Untuk itu, pihaknya mengajak publik untuk bersama mendesak Presiden Jokowi dan Kementrian Hukum dan HAM RI, agar segera melakukan pembatalan pemberian remisi I tersebut. Pihaknya kemudian meminta, agar pemerintah dan aparat penegak hukum (APH) serius mengungkap dan menangani perkara kekerasan yang menimpa jurnalis.
“Jurnalis itu panjang tangan suara rakyat, jadi siapa saja yang mengkriminalisasi jurnalis harus dihukum berat, sebagaimana aturan undang-undang. Jadi bukan malah diberi keringanan, makanya kami menyesalkan sikap presiden yang terburu-buru atas remisi tersebut,” kata Wakil Ketua FJKT Jateng, Sunardi, didampingi Sekretarisnya, Joko Susanto, kepada wartawan, Senin (4/2/2019).
Pihaknya mengajak masyarakat beramai-ramai mengajukan surat keberatan kepada Jokowi, karena adik kandung eks Bupati Bangli, Nengah Arnawa, tersebut terlanjur memperoleh remisi. Dalam kasus itu, Susrama masuk dalam daftar 119 terpidana penerima remisi per 7 Desember 2018. Namun, lima tahun lalu, Susrama pernah memohon remisi, hanya saja ditolak karena penerima pengurangan hukuman setidaknya harus sudah menjalani masa hukuman 10 tahun dan berusia lebih dari 50 tahun.
“Kami minta masyarakat, khususnya organisasi masyarakat (ormas) dan lembaga pers, dimanapun berada agar bersama-sama ajukan surat keberatan ke Jokowi, untuk segera dicabut remisi tersebut,” tandasnya.
Menanggapi hal tersebut, usai memberikan pengarahan dalam acara Pelantikan dan Seminar Nasional Ikatan Pembimbing Kemasyarakatan Indonesia (Ipkemindo) Propinsi Jateng, Direktur Jenderal Pemasyarakatan Kemenkum dan HAM RI, Dr Sri Puguh Budi Utami, menyampaikan, ada aturan perundang-undangan yang menjadikan landasan pihaknya memberikan remisi, yakni Keputusan Presiden Republik Indonesia (Keppres) Nomor 174 Tahun 1999, tentang Remisi. Menurutnya, terkait permasalahan tersebut bagi keluarga mungkin ada benarnya, perlunya rasa keadilan, akan tetapi bagi yang didalam juga menyatakan ingin keadilan.
“Kalau terkait revisi tuntutan wartawan untuk mencabut akibat ada tuntutan, kami sedang melakukan kajian, Menteri Hukum dan Ham sudah meminta kami mengkaji kembali, ini catatannya dan sekarang sudah di kaji. Kami dikantor juga lagi kerja keras memikirkan hal tersebut,” jelasnya.
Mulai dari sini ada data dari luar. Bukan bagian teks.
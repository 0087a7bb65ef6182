use std::time::Duration;

use serde::Deserialize;
use thiserror::Error;

const EMBEDDED: &str = include_str!("../fastboot.toml");

#[derive(Debug, Error)]
pub enum ConfigError {
    #[error("failed to parse fastboot config: {0}")]
    Parse(#[from] toml::de::Error),
}

/// Identity and timing of the gadget. Missing keys take the built-in defaults.
#[derive(Clone, Debug, Deserialize, Eq, PartialEq)]
#[serde(default)]
pub struct FastbootConfig {
    pub vendor_id: u16,
    pub product_id: u16,
    pub device_release: u16,
    pub manufacturer: String,
    pub product: String,
    pub serial: String,
    pub configuration: String,
    pub interface: String,
    /// Ceiling for the whole run loop, not per transfer.
    pub run_timeout_us: u64,
    pub error_stall_ms: u64,
}

impl Default for FastbootConfig {
    fn default() -> Self {
        Self {
            vendor_id: 0x8087,
            product_id: 0x0A65,
            device_release: 0x0100,
            manufacturer: "Intel(R)Corporation".to_owned(),
            product: "Intel Fastboot Interface".to_owned(),
            serial: "INT123456".to_owned(),
            configuration: "USB-Update".to_owned(),
            interface: "Fastboot".to_owned(),
            run_timeout_us: 6_000_000,
            error_stall_ms: 2000,
        }
    }
}

impl FastbootConfig {
    pub fn from_toml(s: &str) -> Result<Self, ConfigError> {
        Ok(toml::from_str(s)?)
    }

    /// The config compiled into the binary, or the defaults if it does not parse.
    pub fn embedded() -> Self {
        Self::from_toml(EMBEDDED).unwrap_or_else(|err| {
            log::warn!("fastboot: {}, using defaults", err);
            Self::default()
        })
    }

    pub fn error_stall(&self) -> Duration {
        Duration::from_millis(self.error_stall_ms)
    }
}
Untuk itu, pihaknya akan mengkaji kembali. Ia juga menyampaikan terkait, Kepres tersebut merupakan masukan dari pihaknya. Namun, karena Presiden sudah mempelajari, sedangkan masukan tetap dari lapas, kanwil, dan ke pihaknya. Kemudian pihaknya akan melakukan kajian kembali. Ia menyampaikan, selama di dalam lapas 10 tahun lamanya dan yang bersangkutan sudah berkelakuan baik, kemudian mengikuti pembinaan, disitulah pihaknya melihat memang Susrama layak diberi remisi sebagaimana aturan yang ada.
“Didalam Kepres 174 dinyatakan sekurang-kurangnya sudah menjalani 5 tahun dan sisa paling lama 15 tahun, maka setelah yang bersangkutan 10 tahun, kami usulkan untuk diubah, tapi pak menteri sendiri ndak berkenan gegabah,”ungkapnya. (jon/dnl)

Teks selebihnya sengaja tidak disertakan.